• _Dataset entries_:
⟨
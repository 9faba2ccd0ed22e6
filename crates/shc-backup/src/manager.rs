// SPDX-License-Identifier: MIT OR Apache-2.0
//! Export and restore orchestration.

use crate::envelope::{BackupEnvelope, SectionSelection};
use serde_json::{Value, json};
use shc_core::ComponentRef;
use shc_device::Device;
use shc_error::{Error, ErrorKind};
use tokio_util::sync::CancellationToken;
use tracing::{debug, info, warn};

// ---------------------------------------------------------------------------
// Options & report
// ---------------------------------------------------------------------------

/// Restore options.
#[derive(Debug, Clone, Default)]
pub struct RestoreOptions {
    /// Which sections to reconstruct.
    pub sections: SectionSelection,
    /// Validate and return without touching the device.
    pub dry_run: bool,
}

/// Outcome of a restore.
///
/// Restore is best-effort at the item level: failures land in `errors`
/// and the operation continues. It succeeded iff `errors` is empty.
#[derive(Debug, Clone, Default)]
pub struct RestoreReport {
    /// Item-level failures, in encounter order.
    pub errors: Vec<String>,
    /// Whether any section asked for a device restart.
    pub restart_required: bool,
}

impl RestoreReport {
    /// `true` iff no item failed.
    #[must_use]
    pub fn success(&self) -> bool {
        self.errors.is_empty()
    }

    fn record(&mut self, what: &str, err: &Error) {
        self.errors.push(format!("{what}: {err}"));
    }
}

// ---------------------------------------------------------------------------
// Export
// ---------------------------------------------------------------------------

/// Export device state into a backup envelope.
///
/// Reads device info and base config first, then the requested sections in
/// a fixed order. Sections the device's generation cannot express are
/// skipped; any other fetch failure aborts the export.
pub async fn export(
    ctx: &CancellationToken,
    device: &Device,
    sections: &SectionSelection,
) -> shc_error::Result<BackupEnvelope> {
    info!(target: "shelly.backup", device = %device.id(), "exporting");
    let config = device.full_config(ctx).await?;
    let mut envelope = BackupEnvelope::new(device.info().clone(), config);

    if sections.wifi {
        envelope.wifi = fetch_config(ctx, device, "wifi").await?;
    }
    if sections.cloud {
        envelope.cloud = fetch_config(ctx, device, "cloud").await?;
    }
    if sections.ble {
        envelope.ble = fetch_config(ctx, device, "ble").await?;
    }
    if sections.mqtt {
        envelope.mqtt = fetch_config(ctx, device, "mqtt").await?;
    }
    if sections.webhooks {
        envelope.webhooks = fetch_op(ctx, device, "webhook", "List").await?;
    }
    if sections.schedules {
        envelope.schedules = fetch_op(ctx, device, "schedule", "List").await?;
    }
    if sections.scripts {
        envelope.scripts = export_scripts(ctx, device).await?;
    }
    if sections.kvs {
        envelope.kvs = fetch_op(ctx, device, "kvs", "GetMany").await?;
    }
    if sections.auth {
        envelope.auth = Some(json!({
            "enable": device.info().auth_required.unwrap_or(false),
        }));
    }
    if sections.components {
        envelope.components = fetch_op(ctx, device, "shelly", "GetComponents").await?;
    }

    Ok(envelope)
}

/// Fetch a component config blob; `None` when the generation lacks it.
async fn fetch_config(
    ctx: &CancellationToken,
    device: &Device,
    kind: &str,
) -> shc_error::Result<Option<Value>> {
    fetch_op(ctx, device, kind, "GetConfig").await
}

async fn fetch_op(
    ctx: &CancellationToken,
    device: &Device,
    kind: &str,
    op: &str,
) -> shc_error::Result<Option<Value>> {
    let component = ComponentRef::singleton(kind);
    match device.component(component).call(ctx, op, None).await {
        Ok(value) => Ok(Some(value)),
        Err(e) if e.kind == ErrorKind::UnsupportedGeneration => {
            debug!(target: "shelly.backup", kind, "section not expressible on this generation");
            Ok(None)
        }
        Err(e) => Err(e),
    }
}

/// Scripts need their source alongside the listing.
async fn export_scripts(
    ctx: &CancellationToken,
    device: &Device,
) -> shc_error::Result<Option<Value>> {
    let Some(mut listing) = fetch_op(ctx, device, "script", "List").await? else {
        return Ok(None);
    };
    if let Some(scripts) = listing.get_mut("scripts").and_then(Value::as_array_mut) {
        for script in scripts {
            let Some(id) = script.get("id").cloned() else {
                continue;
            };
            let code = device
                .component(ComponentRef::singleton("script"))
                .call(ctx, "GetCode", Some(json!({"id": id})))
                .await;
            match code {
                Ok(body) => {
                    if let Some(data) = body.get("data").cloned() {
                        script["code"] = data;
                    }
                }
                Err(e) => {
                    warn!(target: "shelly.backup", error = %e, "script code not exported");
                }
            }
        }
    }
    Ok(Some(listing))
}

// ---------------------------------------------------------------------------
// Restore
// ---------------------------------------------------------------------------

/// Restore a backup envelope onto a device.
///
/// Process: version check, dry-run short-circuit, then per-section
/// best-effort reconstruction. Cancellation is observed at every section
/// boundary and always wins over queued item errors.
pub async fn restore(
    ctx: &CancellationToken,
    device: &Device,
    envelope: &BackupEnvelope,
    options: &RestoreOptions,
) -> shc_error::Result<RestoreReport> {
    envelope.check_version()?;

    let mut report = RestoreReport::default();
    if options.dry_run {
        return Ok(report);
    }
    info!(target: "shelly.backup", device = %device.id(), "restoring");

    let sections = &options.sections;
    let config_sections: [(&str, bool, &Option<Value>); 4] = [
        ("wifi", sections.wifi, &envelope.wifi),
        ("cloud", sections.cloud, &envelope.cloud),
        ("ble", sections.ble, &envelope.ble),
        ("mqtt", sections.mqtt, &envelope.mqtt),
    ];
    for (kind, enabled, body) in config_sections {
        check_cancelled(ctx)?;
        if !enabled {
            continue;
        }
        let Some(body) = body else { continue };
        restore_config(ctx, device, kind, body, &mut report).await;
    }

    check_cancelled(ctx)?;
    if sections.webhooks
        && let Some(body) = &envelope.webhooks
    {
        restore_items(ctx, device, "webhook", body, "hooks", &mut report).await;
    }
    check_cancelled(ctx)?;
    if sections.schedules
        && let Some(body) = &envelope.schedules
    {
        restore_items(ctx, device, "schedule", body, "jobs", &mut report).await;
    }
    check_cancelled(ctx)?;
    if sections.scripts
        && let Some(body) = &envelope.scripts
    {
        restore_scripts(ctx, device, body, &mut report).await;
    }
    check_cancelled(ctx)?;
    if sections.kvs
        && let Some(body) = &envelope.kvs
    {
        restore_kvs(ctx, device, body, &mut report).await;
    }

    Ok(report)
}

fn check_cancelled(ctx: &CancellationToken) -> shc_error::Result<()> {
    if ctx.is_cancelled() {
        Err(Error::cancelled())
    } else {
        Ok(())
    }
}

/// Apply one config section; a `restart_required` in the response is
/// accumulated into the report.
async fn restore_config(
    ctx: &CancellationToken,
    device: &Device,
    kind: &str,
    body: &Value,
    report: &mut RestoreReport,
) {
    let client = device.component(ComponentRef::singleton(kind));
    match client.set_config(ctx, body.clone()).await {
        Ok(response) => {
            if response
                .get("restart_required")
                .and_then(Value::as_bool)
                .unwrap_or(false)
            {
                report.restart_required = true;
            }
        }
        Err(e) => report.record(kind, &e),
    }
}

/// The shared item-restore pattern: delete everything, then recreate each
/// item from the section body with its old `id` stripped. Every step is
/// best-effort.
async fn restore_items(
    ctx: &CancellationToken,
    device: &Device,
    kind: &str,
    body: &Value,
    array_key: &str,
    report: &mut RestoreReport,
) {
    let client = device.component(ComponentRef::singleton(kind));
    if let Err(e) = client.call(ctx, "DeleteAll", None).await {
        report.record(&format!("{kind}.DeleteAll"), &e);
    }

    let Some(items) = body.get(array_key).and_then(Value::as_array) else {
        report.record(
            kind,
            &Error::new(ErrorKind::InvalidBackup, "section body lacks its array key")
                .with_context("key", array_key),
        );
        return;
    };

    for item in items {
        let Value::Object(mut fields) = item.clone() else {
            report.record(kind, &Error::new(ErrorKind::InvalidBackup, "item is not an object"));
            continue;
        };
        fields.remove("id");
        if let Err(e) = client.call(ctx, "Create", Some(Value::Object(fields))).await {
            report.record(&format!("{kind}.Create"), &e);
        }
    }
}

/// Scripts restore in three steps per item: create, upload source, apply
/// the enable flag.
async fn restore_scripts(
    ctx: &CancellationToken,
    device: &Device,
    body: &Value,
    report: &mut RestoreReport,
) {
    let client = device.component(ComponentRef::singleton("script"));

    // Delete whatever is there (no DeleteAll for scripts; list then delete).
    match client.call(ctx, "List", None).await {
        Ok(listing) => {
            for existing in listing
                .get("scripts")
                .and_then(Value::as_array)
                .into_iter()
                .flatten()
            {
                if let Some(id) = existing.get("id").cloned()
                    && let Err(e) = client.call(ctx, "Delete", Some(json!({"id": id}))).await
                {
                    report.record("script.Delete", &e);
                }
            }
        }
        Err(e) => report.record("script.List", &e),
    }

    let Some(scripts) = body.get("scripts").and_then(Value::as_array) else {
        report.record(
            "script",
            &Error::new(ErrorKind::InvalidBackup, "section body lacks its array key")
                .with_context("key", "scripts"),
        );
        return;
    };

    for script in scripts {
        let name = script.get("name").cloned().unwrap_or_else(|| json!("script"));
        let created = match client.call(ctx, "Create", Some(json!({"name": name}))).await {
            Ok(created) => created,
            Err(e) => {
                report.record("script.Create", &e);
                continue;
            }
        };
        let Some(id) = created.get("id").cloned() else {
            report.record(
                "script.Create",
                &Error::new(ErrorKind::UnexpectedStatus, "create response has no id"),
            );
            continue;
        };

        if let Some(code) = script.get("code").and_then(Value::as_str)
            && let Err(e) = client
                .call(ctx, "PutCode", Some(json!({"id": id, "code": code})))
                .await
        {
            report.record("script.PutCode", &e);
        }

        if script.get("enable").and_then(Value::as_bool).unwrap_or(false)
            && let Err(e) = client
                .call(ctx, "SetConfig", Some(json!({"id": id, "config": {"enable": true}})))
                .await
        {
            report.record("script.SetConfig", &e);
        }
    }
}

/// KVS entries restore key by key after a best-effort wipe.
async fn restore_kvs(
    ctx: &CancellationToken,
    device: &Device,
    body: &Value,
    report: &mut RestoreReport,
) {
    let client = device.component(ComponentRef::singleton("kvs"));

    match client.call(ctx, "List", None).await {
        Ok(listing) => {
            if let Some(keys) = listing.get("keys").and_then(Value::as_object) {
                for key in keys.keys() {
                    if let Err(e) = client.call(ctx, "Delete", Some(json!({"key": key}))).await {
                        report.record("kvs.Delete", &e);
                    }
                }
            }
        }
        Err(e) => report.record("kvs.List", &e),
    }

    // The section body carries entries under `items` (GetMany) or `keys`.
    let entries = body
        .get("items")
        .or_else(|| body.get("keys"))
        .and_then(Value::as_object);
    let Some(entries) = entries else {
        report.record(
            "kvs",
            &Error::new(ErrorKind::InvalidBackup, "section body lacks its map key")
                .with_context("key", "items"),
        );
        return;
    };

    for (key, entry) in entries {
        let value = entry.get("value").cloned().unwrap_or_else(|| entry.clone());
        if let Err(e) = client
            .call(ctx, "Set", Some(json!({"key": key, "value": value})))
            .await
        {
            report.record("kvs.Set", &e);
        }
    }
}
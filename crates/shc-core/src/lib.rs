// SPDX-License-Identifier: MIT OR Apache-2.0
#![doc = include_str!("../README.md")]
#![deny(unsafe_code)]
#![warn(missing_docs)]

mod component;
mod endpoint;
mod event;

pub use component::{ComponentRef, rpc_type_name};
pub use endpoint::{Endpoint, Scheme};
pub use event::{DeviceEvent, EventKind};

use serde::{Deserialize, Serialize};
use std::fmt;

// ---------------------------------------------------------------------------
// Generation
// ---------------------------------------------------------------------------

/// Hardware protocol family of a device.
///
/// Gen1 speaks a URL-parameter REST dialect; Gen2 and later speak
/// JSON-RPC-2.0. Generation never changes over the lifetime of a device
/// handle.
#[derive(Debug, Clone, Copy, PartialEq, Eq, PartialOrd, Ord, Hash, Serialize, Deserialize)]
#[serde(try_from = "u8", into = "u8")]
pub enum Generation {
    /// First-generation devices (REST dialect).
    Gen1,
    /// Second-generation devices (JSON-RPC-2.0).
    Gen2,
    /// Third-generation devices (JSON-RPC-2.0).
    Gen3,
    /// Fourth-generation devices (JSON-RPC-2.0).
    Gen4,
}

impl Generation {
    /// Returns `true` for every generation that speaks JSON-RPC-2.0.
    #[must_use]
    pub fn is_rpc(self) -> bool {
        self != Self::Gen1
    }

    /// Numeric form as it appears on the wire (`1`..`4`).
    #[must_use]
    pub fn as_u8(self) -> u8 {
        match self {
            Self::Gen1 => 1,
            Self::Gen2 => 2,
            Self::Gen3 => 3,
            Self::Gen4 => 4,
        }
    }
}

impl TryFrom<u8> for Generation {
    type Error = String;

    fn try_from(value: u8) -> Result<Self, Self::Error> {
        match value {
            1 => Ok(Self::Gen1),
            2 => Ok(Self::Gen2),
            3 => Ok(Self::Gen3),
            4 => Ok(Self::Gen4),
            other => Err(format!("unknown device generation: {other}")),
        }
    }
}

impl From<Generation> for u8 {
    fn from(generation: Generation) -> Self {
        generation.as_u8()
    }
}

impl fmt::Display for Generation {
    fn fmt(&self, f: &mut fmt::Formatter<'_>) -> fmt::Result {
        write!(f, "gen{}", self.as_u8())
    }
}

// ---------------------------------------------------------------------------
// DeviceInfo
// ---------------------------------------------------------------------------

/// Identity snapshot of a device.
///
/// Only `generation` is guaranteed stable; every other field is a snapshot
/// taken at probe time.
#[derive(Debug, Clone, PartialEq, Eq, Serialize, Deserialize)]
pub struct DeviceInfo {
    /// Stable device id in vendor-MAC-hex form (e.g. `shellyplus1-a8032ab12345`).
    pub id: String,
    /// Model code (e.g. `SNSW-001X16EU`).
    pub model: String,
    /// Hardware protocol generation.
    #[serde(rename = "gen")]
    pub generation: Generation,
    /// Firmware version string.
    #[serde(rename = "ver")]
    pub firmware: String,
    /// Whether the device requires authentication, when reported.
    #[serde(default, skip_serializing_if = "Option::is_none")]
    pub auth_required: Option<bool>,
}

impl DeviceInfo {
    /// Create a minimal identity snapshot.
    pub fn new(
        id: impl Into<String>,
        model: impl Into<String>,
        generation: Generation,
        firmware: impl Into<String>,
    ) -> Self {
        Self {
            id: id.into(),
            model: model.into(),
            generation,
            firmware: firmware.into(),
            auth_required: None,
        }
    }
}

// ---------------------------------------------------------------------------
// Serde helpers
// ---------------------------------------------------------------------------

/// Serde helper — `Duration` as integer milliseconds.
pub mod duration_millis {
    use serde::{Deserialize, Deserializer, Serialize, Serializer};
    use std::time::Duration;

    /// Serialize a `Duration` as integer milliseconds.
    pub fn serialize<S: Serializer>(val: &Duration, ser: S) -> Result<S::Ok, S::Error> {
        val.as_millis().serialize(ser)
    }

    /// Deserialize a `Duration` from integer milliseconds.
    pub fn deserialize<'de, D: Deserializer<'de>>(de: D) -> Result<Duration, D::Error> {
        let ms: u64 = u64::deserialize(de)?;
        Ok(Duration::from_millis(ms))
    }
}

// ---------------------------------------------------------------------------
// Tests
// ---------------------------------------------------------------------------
⟩
• _THE PROBLEM_:
Reproduce each line above that contains "failures".

• _WRITTEN REPLY_:
/// Restore is best-effort at the item level: failures land in `errors`
    /// Item-level failures, in encounter order.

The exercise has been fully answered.